_Task_
Pick out the lines in the listing below that contain the word "FixedOffset" and copy them.

_Given data_
------------

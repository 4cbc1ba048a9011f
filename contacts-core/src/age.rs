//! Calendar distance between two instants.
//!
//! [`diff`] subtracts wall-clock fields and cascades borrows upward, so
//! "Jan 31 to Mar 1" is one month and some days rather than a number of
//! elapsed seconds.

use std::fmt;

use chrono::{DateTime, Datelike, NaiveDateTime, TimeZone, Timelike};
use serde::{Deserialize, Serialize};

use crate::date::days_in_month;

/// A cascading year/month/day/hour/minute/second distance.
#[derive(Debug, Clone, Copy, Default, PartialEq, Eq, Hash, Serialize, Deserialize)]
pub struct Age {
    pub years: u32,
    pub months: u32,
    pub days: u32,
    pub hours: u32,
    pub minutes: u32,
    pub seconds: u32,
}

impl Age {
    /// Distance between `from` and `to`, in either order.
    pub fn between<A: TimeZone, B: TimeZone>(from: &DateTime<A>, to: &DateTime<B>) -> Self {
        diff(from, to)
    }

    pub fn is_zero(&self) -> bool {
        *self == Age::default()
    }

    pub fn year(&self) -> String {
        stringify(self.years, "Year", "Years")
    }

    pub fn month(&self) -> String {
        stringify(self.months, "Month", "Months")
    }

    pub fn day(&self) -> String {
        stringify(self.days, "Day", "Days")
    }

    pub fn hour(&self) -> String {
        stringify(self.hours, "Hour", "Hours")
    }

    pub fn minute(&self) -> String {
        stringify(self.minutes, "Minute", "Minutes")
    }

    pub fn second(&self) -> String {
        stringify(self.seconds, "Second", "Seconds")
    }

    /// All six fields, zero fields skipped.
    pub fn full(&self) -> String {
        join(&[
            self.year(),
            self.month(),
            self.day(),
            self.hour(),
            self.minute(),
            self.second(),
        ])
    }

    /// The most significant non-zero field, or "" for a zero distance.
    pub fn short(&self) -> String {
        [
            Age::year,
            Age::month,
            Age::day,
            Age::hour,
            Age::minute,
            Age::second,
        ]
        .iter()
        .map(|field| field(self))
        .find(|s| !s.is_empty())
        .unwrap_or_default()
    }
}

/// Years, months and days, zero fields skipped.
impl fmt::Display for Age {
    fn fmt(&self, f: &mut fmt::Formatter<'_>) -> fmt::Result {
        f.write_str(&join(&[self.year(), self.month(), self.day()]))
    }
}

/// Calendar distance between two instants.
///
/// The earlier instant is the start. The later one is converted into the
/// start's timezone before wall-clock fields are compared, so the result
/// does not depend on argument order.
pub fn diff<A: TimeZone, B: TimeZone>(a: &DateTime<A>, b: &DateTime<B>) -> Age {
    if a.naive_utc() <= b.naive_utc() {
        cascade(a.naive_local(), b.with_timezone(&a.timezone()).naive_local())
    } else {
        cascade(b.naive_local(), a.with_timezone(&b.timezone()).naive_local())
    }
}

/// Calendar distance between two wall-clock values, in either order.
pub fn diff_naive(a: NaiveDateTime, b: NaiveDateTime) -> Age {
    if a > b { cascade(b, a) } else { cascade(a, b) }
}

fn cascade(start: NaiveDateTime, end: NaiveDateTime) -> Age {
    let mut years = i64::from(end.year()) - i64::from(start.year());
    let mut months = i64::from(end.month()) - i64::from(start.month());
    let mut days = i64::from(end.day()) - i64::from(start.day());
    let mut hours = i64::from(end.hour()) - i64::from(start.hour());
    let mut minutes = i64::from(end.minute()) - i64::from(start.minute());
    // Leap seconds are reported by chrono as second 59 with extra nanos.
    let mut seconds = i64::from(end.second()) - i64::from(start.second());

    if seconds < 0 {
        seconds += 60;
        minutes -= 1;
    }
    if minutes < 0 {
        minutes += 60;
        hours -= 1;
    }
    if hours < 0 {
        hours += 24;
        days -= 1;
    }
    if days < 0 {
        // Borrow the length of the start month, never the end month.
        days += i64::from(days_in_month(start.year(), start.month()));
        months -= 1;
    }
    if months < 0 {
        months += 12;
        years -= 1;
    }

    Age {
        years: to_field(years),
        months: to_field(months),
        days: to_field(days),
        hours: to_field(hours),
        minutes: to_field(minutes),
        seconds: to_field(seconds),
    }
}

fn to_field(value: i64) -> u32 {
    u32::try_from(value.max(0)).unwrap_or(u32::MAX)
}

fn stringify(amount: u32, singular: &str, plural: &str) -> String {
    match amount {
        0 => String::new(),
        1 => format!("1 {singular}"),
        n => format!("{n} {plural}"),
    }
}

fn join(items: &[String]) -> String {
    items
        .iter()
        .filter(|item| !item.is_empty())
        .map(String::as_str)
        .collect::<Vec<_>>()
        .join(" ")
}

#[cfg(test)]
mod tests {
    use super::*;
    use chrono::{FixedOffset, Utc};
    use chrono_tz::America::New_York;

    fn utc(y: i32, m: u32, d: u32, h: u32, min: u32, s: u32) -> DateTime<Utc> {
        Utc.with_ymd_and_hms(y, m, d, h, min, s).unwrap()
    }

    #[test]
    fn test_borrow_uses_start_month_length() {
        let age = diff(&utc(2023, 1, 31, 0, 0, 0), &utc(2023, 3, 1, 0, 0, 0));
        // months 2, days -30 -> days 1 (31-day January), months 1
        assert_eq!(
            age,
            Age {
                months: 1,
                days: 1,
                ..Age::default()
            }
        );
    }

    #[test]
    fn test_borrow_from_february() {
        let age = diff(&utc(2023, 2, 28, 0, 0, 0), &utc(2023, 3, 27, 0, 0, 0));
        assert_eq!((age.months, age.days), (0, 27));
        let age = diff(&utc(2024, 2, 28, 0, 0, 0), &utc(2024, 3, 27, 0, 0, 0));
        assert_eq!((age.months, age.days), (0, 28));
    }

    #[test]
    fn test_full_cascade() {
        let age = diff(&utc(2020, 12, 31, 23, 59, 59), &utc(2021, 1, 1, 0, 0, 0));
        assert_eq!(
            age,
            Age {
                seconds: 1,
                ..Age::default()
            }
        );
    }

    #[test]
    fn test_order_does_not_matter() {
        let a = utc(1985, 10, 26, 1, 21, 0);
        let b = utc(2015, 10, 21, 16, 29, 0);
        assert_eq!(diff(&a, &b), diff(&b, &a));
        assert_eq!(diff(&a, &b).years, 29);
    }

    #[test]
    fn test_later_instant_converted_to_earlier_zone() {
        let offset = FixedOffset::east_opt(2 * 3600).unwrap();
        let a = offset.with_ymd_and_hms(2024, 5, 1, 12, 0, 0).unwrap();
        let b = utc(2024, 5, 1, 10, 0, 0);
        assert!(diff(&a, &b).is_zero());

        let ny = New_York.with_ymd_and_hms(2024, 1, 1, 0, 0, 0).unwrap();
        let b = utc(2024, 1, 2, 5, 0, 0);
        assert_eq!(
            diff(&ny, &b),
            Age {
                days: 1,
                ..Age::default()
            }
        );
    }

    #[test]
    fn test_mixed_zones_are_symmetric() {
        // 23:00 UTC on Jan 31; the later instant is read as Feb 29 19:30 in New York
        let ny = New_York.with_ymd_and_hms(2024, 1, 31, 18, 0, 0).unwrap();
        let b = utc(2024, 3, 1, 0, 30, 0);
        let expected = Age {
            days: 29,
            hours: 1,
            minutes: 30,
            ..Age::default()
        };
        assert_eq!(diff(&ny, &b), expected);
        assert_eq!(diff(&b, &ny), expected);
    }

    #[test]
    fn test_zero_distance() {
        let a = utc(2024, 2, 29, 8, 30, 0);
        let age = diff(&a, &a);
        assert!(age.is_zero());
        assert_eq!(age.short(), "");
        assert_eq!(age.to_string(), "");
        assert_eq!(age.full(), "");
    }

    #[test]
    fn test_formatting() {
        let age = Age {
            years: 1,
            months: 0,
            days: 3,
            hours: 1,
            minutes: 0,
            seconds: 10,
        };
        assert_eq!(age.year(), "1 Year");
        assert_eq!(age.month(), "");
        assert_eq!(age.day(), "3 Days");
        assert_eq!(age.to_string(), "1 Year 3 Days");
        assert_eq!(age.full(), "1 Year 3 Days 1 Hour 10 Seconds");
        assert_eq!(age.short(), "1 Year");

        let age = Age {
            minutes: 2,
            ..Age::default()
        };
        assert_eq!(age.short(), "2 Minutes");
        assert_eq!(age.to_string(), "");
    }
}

------------

_The answer_
    use chrono::{FixedOffset, Utc};
        let offset = FixedOffset::east_opt(2 * 3600).unwrap();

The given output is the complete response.